··· Data for this task ···

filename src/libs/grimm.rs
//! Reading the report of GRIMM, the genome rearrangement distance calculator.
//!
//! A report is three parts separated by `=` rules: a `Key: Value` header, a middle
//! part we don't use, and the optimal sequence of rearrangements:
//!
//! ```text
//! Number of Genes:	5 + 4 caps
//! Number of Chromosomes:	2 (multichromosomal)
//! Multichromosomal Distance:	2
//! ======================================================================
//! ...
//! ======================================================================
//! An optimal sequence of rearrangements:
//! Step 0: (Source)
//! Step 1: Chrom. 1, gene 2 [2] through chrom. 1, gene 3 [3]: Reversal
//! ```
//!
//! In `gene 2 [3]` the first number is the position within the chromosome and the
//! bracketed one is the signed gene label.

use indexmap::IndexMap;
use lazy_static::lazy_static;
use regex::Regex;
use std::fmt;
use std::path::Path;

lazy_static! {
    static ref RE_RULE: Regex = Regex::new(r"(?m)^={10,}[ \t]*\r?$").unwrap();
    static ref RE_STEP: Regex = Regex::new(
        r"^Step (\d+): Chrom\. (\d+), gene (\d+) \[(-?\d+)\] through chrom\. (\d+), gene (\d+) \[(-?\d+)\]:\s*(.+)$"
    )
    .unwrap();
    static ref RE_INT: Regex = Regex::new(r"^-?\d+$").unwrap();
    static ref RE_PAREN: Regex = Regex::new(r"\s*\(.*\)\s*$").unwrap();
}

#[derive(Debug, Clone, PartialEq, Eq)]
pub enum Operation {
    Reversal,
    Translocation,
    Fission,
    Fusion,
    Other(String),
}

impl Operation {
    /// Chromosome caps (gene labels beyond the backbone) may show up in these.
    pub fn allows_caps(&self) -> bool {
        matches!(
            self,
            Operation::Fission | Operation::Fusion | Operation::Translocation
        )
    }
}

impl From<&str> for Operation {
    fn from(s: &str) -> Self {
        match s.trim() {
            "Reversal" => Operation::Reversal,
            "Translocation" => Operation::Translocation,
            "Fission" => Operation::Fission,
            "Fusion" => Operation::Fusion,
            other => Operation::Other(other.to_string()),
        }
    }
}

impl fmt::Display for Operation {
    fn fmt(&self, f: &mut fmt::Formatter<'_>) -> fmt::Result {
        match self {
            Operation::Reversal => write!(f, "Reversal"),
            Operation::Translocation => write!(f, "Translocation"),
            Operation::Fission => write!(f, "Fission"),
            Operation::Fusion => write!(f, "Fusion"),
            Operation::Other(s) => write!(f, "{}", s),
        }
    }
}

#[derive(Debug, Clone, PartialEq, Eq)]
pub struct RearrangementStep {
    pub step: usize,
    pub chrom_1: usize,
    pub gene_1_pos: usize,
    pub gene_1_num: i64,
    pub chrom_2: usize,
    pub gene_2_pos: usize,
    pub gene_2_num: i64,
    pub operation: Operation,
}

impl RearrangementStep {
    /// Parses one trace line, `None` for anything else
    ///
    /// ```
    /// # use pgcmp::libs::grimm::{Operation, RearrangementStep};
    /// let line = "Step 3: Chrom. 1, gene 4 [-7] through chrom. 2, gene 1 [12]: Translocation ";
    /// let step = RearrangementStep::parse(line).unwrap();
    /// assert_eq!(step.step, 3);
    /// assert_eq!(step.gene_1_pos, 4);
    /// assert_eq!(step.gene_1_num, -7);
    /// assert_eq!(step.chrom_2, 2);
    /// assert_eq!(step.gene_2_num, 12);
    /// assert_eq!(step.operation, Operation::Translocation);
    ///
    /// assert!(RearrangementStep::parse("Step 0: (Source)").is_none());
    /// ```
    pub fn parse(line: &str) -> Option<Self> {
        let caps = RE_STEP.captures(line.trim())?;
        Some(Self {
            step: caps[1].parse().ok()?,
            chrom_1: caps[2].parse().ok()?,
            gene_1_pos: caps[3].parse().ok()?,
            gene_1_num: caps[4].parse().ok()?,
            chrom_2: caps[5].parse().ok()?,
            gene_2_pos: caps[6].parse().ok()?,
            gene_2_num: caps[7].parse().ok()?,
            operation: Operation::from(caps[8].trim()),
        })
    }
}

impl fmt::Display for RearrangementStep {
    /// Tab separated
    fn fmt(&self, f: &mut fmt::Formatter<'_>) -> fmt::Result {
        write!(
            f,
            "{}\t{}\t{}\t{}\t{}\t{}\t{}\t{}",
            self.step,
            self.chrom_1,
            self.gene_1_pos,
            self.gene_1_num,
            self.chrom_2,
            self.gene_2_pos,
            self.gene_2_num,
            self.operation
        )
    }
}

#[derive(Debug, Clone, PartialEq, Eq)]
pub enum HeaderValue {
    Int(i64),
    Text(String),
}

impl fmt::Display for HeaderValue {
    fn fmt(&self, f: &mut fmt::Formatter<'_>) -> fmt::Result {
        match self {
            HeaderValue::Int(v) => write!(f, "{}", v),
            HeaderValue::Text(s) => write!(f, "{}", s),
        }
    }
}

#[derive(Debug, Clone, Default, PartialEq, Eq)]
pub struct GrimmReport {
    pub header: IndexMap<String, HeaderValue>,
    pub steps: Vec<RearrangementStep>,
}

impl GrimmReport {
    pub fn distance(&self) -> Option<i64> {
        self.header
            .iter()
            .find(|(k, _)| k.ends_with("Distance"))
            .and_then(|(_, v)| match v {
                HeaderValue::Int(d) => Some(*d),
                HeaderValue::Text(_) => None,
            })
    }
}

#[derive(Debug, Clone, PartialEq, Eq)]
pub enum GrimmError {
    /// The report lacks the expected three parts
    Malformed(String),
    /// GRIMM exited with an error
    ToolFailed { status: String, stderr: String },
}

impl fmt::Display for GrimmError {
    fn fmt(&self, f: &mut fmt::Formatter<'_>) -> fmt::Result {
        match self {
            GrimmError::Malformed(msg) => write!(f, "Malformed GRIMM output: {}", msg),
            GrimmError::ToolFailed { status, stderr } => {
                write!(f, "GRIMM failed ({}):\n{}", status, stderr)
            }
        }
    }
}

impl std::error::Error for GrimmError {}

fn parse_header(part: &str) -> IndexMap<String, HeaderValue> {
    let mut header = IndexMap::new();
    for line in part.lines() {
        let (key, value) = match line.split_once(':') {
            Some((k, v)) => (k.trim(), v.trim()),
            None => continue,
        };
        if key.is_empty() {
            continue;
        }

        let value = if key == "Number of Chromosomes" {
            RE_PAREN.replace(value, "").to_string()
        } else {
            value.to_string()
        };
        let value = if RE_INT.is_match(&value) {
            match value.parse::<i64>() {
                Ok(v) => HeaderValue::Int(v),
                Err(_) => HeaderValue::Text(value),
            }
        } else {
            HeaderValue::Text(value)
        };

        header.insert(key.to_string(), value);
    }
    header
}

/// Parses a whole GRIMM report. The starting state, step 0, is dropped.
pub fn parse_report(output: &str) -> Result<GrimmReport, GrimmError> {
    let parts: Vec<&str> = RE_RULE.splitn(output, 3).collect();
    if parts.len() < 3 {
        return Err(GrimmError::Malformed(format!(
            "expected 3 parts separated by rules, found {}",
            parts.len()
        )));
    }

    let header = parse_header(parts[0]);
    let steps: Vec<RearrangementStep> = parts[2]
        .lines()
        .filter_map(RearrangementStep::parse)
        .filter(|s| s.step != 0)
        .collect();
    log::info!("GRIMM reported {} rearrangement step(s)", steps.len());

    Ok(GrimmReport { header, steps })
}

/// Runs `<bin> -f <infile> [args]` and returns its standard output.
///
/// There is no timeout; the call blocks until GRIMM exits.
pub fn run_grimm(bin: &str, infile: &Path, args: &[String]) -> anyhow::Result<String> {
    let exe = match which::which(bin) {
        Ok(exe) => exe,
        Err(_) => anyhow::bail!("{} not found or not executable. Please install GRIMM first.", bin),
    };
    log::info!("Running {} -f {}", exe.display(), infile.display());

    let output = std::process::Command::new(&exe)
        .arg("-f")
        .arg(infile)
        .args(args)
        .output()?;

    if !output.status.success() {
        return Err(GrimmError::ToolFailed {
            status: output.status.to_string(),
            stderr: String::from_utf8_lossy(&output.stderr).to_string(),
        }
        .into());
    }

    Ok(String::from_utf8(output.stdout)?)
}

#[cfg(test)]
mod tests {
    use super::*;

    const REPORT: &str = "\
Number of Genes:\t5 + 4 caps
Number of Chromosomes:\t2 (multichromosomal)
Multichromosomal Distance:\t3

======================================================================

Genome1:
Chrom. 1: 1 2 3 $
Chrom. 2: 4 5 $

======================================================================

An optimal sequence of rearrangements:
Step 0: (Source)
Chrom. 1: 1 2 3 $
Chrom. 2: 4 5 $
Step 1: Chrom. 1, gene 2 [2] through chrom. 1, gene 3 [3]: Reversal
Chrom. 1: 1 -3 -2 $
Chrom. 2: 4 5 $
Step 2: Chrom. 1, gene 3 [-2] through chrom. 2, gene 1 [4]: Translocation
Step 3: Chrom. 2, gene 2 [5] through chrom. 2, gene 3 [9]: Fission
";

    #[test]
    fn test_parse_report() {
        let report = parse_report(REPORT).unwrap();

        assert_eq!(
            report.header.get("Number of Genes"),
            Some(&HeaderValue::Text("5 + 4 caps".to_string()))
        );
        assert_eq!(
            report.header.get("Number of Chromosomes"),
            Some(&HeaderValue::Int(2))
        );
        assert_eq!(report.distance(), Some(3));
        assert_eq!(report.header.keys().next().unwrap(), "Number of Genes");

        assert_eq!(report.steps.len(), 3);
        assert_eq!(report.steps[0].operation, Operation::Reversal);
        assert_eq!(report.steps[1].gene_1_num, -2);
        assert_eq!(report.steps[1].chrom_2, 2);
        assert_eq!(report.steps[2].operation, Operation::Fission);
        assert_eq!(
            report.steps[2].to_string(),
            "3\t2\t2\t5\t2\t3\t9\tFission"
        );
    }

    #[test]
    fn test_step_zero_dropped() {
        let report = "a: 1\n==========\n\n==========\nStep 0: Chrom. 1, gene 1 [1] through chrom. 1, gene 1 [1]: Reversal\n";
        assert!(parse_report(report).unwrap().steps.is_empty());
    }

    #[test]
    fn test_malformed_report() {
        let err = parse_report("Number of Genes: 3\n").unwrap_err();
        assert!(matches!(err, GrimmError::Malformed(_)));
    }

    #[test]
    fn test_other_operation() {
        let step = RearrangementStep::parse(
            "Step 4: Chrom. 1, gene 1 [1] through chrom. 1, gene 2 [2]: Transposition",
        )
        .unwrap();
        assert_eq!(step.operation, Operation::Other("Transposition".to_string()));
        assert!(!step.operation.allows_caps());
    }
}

···
··· Data for this task ···

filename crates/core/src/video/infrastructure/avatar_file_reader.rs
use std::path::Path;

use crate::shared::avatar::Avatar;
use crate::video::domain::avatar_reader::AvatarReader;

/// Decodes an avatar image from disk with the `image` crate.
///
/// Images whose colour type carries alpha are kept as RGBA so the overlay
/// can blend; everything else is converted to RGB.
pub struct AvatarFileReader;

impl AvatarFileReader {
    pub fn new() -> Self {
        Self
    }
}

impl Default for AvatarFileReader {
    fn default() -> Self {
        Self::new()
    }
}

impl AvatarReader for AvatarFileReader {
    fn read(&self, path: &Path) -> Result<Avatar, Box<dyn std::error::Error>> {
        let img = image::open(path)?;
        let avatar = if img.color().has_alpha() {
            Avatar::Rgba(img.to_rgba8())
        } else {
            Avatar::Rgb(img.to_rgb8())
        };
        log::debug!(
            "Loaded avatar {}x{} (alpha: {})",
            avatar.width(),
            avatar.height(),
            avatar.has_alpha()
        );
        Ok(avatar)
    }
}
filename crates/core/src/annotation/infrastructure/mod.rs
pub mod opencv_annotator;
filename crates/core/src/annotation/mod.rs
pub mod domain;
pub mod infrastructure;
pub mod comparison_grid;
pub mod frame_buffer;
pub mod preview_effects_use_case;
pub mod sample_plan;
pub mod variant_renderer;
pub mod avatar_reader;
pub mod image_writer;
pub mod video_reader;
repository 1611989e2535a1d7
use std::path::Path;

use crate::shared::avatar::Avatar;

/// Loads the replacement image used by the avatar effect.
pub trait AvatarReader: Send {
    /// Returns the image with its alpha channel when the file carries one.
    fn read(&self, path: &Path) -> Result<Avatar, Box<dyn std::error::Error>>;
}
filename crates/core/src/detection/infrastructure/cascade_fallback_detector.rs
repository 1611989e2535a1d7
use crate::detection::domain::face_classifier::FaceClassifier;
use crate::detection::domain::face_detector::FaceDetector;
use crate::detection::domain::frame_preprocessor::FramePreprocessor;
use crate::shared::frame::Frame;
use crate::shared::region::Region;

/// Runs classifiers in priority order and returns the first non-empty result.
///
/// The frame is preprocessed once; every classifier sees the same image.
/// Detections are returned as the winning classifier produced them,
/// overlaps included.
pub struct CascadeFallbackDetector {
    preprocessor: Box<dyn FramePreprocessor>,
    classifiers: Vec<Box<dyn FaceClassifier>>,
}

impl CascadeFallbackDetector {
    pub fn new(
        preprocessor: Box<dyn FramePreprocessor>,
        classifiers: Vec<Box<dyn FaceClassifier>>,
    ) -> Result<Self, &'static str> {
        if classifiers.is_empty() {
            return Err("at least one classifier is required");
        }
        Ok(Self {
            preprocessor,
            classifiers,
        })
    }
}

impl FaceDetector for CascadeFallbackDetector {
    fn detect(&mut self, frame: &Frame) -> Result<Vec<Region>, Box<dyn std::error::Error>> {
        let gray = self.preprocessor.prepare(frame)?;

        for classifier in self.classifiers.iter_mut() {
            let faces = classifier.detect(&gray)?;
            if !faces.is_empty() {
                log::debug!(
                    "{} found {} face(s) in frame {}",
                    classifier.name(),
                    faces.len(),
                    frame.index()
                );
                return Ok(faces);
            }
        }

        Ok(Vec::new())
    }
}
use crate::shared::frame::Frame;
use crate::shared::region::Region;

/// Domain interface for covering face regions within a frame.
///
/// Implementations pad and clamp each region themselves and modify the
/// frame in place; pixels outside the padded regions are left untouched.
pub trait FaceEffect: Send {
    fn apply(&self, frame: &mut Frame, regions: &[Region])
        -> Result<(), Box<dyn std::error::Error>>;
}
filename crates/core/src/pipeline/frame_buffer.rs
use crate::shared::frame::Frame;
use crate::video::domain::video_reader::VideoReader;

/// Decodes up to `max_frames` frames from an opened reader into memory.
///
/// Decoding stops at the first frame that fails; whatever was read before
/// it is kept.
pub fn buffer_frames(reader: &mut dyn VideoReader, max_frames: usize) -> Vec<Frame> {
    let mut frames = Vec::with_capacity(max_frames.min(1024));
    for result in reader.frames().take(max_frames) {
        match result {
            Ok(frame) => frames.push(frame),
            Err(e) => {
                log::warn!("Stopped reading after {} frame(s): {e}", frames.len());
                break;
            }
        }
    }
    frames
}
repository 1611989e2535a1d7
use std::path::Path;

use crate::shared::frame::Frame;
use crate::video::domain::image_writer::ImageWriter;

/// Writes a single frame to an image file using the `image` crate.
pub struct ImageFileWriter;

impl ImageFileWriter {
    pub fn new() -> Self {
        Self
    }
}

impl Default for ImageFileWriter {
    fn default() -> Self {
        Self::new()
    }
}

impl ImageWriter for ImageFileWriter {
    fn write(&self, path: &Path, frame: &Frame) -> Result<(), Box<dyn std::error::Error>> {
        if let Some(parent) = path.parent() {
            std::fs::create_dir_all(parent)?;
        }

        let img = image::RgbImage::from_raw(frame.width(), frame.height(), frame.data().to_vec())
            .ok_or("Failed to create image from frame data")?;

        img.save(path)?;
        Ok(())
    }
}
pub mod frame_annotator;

···

Goal of the exercise — What lines of the data include the word "regions"? Copy each of them.

Answer section —
/// Domain interface for covering face regions within a frame.
/// frame in place; pixels outside the padded regions are left untouched.
    fn apply(&self, frame: &mut Frame, regions: &[Region])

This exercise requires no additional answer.